В перекрестье трех дорог сидел на обочине юродивый, дул в круглую легкую голову одуванчика, семена летели вверх, качались в синем воздухе, и люди, шедшие с цветами, здоровались с юродивым и шли дальше к школе, где на черной доске чертил белым мелом учитель буквы и цифры в последний день сегодня, пришедшие садились в траву и ждали последнего звонка: с железным колокольчиком пройдет тихим коридором бабушка Маша, живущая тут же, при школе, зазвенит, заколотится в теплых коричневых руках звон, выйдут дети, выйдет, спустится по крыльцу в три ступени молодой учитель, цветы горько, пряно ударят запахом поля в лицо, укроют лицо зеленой горой, потому что так было в прошлом году и два года назад, когда второй сын Агриппины вернулся из города учить поселковых счету и грамоте, и старшие знали - близнецы и вор и учитель, и оттого жалели вора больше; возвращаясь с детьми дорогой домой, дети тоже здоровались с сидевшим под солнцем у обочины юродивым, здоровались обязательно каждый в отдельности, потому что любили юродивого больше, чем брата его - учителя, которого сначала уважали. Закинув голову, сидящий у дороги смотрел синими глазами, и в левом глазу и в правом было по небу, и глаза потому казались впадинами без дна, и дети и взрослые, проходя мимо, знали, что не может быть ни у кого в поселке таких небесных глаз, будто положил Господь по большому небу бездонному в каждый глаз навеки, и бездонным прозрачным безгрешным был взгляд и зимой и летом и в любую погоду, как не бывает ни у кого.

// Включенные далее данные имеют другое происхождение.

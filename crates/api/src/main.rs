use std::net::SocketAddr;
use std::time::Duration;

use tracing_subscriber::{layer::SubscriberExt, util::SubscriberInitExt};

use kb_api::config::ServerConfig;
use kb_api::router::build_app_router;
use kb_api::state::AppState;

#[tokio::main]
async fn main() {
    dotenvy::dotenv().ok();

    // --- Tracing ---
    tracing_subscriber::registry()
        .with(
            tracing_subscriber::EnvFilter::try_from_default_env()
                .unwrap_or_else(|_| "kb_api=debug,kb_db=debug,tower_http=debug".into()),
        )
        .with(tracing_subscriber::fmt::layer())
        .init();

    // --- Configuration ---
    let config = ServerConfig::from_env();
    tracing::info!(host = %config.host, port = %config.port, "Loaded server configuration");

    // --- Database ---
    let database_url = std::env::var("DATABASE_URL").expect("DATABASE_URL must be set");

    let pool = kb_db::create_pool(&database_url, config.db_max_connections)
        .await
        .expect("Failed to connect to database");
    tracing::info!(
        max_connections = config.db_max_connections,
        "Database connection pool created"
    );

    kb_db::health_check(&pool)
        .await
        .expect("Database health check failed");
    tracing::info!("Database health check passed");

    kb_db::run_migrations(&pool)
        .await
        .expect("Failed to run database migrations");
    tracing::info!("Database migrations applied");

    // --- Router ---
    let state = AppState::new(pool.clone(), config.clone());
    let app = build_app_router(state, &config);

    // --- Start server ---
    let addr = SocketAddr::new(
        config.host.parse().expect("Invalid HOST address"),
        config.port,
    );
    tracing::info!(%addr, "Starting server");

    let listener = tokio::net::TcpListener::bind(addr)
        .await
        .expect("Failed to bind to address");

    axum::serve(listener, app)
        .with_graceful_shutdown(shutdown_signal())
        .await
        .expect("Server error");

    // --- Post-shutdown cleanup ---
    tracing::info!("Server stopped accepting connections, closing database pool");

    let drain = Duration::from_secs(config.shutdown_timeout_secs);
    if tokio::time::timeout(drain, pool.close()).await.is_err() {
        tracing::warn!(
            timeout_secs = config.shutdown_timeout_secs,
            "Database pool did not close in time"
        );
    }

    tracing::info!("Graceful shutdown complete");
}

/// Wait for a termination signal to initiate graceful shutdown.
///
/// Handles both SIGINT (Ctrl-C) and SIGTERM (on Unix).
async fn shutdown_signal() {
    let ctrl_c = async {
        tokio::signal::ctrl_c()
            .await
            .expect("Failed to install Ctrl-C handler");
    };

    #[cfg(unix)]
    let terminate = async {
        tokio::signal::unix::signal(tokio::signal::unix::SignalKind::terminate())
            .expect("Failed to install SIGTERM handler")
            .recv()
            .await;
    };

    #[cfg(not(unix))]
    let terminate = std::future::pending::<()>();

    tokio::select! {
        () = ctrl_c => {
            tracing::info!("Received SIGINT (Ctrl-C), starting graceful shutdown");
        }
        () = terminate => {
            tracing::info!("Received SIGTERM, starting graceful shutdown");
        }
    }
}
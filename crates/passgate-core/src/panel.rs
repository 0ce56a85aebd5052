//! Reveal-panel model: field classification and per-widget state.
//!
//! The panel itself is a thin rendering concern; everything that matters is
//! here so it can be tested without a live display. Each field name is
//! classified once into a closed [`FieldKind`] via a first-match-wins walk
//! over an ordered pattern table, and each shown field owns its display
//! state (masking, reveal toggle) explicitly.

use std::sync::OnceLock;

use regex::Regex;

use crate::entry::CredentialRecord;

/// What the panel does with one field. Closed set so rendering stays
/// exhaustive and switch-checked.
#[derive(Debug, Clone, Copy, PartialEq, Eq)]
pub enum FieldKind {
    /// Internal bookkeeping fields, no widget at all.
    Suppressed,
    /// Plain text with a copy action and a plumb action.
    PlumbableText,
    /// Masked secret with copy and save-to-file actions.
    SavableSecret,
    /// Masked secret with copy and an in-place reveal toggle.
    MaskedSecret,
    /// Plain text with a copy action only.
    DefaultText,
}

/// User-triggered commands a widget can accept.
#[derive(Debug, Clone, Copy, PartialEq, Eq)]
pub enum FieldAction {
    Copy,
    Plumb,
    Reveal,
    Save,
}

struct Rule {
    pattern: Regex,
    kind: FieldKind,
}

/// Ordered classification table. Patterns are unanchored substring matches
/// unless written otherwise, and earlier rules win: `resource_uri` is
/// suppressed by rule one even though it would also match the `url` rule.
fn rules() -> &'static [Rule] {
    static RULES: OnceLock<Vec<Rule>> = OnceLock::new();
    RULES.get_or_init(|| {
        vec![
            Rule {
                pattern: Regex::new("iconname|resource_uri|id").unwrap(),
                kind: FieldKind::Suppressed,
            },
            Rule {
                pattern: Regex::new("url|username|created|modified").unwrap(),
                kind: FieldKind::PlumbableText,
            },
            Rule {
                pattern: Regex::new("^ssh_key$").unwrap(),
                kind: FieldKind::SavableSecret,
            },
            Rule {
                pattern: Regex::new("password").unwrap(),
                kind: FieldKind::MaskedSecret,
            },
            Rule {
                pattern: Regex::new(".*").unwrap(),
                kind: FieldKind::DefaultText,
            },
        ]
    })
}

/// Classify a field name through the ordered table.
pub fn classify_field(name: &str) -> FieldKind {
    for rule in rules() {
        if rule.pattern.is_match(name) {
            return rule.kind;
        }
    }
    // The table ends in a match-all rule.
    FieldKind::DefaultText
}

/// Derive the base name for a saved-secret file: the `ssh_key` field saves
/// under the record's `ssh_key_name`, anything else under the record title
/// with non-word characters flattened to `_`.
pub fn save_file_name(field: &str, record: &CredentialRecord) -> String {
    if field == "ssh_key"
        && let Some(name) = record.get("ssh_key_name")
    {
        return name.to_string();
    }

    static NON_WORD: OnceLock<Regex> = OnceLock::new();
    let non_word = NON_WORD.get_or_init(|| Regex::new(r"[^\w]").unwrap());
    non_word
        .replace_all(record.get("title").unwrap_or_default(), "_")
        .into_owned()
}

/// One shown field with its own display state.
pub struct FieldWidget {
    name: String,
    value: String,
    kind: FieldKind,
    revealed: bool,
}

impl FieldWidget {
    pub fn new(name: &str, value: &str) -> Self {
        Self {
            name: name.to_string(),
            value: value.to_string(),
            kind: classify_field(name),
            revealed: false,
        }
    }

    pub fn name(&self) -> &str {
        &self.name
    }

    /// The raw value, for copy/plumb/save actions.
    pub fn value(&self) -> &str {
        &self.value
    }

    pub fn kind(&self) -> FieldKind {
        self.kind
    }

    pub fn is_multiline(&self) -> bool {
        self.value.contains('\n')
    }

    /// What the panel renders right now. Masked secrets show one `*` per
    /// character until revealed; savable secrets stay masked with `_`;
    /// multi-line text is shown with carriage returns stripped.
    pub fn display_value(&self) -> String {
        match self.kind {
            FieldKind::MaskedSecret if !self.revealed => {
                "*".repeat(self.value.chars().count())
            }
            FieldKind::SavableSecret => "_".repeat(self.value.chars().count()),
            _ if self.is_multiline() => self.value.replace('\r', ""),
            _ => self.value.clone(),
        }
    }

    /// Swap a masked secret between masked and plaintext display in place.
    /// No-op for other kinds.
    pub fn toggle_reveal(&mut self) {
        if self.kind == FieldKind::MaskedSecret {
            self.revealed = !self.revealed;
        }
    }

    pub fn actions(&self) -> &'static [FieldAction] {
        match self.kind {
            FieldKind::Suppressed => &[],
            FieldKind::PlumbableText => &[FieldAction::Copy, FieldAction::Plumb],
            FieldKind::SavableSecret => &[FieldAction::Copy, FieldAction::Save],
            FieldKind::MaskedSecret => &[FieldAction::Copy, FieldAction::Reveal],
            FieldKind::DefaultText => &[FieldAction::Copy],
        }
    }

    pub fn supports(&self, action: FieldAction) -> bool {
        self.actions().contains(&action)
    }
}

/// The whole panel: title plus one widget per shown field, in record order.
pub struct PanelModel {
    title: String,
    widgets: Vec<FieldWidget>,
}

impl PanelModel {
    /// Build widgets for every non-empty, non-suppressed field, following
    /// the record's field order.
    pub fn from_record(record: &CredentialRecord) -> Self {
        let title = record.get("title").unwrap_or_default().to_string();
        let mut widgets = Vec::new();
        for (name, value) in record.iter() {
            if value.is_empty() {
                continue;
            }
            let widget = FieldWidget::new(name, value);
            if widget.kind() != FieldKind::Suppressed {
                widgets.push(widget);
            }
        }
        Self { title, widgets }
    }

    pub fn title(&self) -> &str {
        &self.title
    }

    pub fn widgets(&self) -> &[FieldWidget] {
        &self.widgets
    }

    pub fn widget_mut(&mut self, index: usize) -> Option<&mut FieldWidget> {
        self.widgets.get_mut(index)
    }

    pub fn is_empty(&self) -> bool {
        self.widgets.is_empty()
    }
}

// ---------------------------------------------------------------------------
// Tests
// ---------------------------------------------------------------------------
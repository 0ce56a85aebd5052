pub mod associate;
pub mod entry;
pub mod error;
pub mod panel;
pub mod resolver;
pub mod socket;

/// Maximum proxy frame size in bytes (1 MB).
///
/// The vault proxy speaks native-messaging framing with a 4-byte length
/// prefix; anything larger than this is a malformed or hostile frame.
pub const MAX_FRAME_LENGTH: usize = 1024 * 1024;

Жившие в поселке люди издали узнавали Агриппину: не было разницы несла ли она в чреве своем, покачивавшемся при шаге полных ног, зачатого восемь месяцев назад мальчика - или одна, сбросившая созревший плод, как делает это яблоня, в зеленой листве которой снова созреют, нальются сильным от земли и солнца соком желтые густого янтарного цвета, ждущие часа своего плоды: будто кто сверху точно и ловко усадил маленькую смуглую голову на высокую полную шею на квадратных крепких плечах, прямых, как и узкая короткая спина, и потому прямо смотрели темные глаза и высокая грудь тугая, с точкой маленького соска, глядя прямо, может, в себя и глядя, подвластная кусту и ветру, без думы определенной, чуть покачиваясь в бедрах,- идол языческий,- и оттого в грузном и легком шаге ее было дикое что-то, не познанное и не опознанное человеком, и поселковые женщины, замечая красоту ее, силу животную, что сидела в ней, которую разве чувством можно отмерить, здоровались первыми, соглашаясь с каждым движением и поступком ее. Мужская выстиранная одежда, висящая на бельевой веревке, генеральские с красными лампасами брюки, ходившие в траве у дома Агриппины, - знали поселковые про чужих на бугре, но также знали - нет мужика равного, кто совладал бы с ней, что нужно только семя его, чтоб округлился живот и зрел плод в прекрасном чреве - мужик в красных лампасах сходил с бугра, у магазина, стоявшего у шоссе, и из черной генеральской машины смотрел жадно сквозь стекло, туда, где виден был с дороги угол дома, стоящего на бугре, а Агриппина не долго помнила бессильные слезы его, лежащего рядом, желавшего безумно тела ее, и, не дождавшись, потому что иссяк и слаб был он, вставала: матово светились в полутьме избы бедра, впалый волчий живот, грудь тяжело вздрагивала, и ребенком малым на коленях, губами ловил маленький сосок генерал и плакал горько, обиженно, как плачут дети: не могло быть у Агриппины детей незаконных, как не может быть незаконных щенят у волчицы.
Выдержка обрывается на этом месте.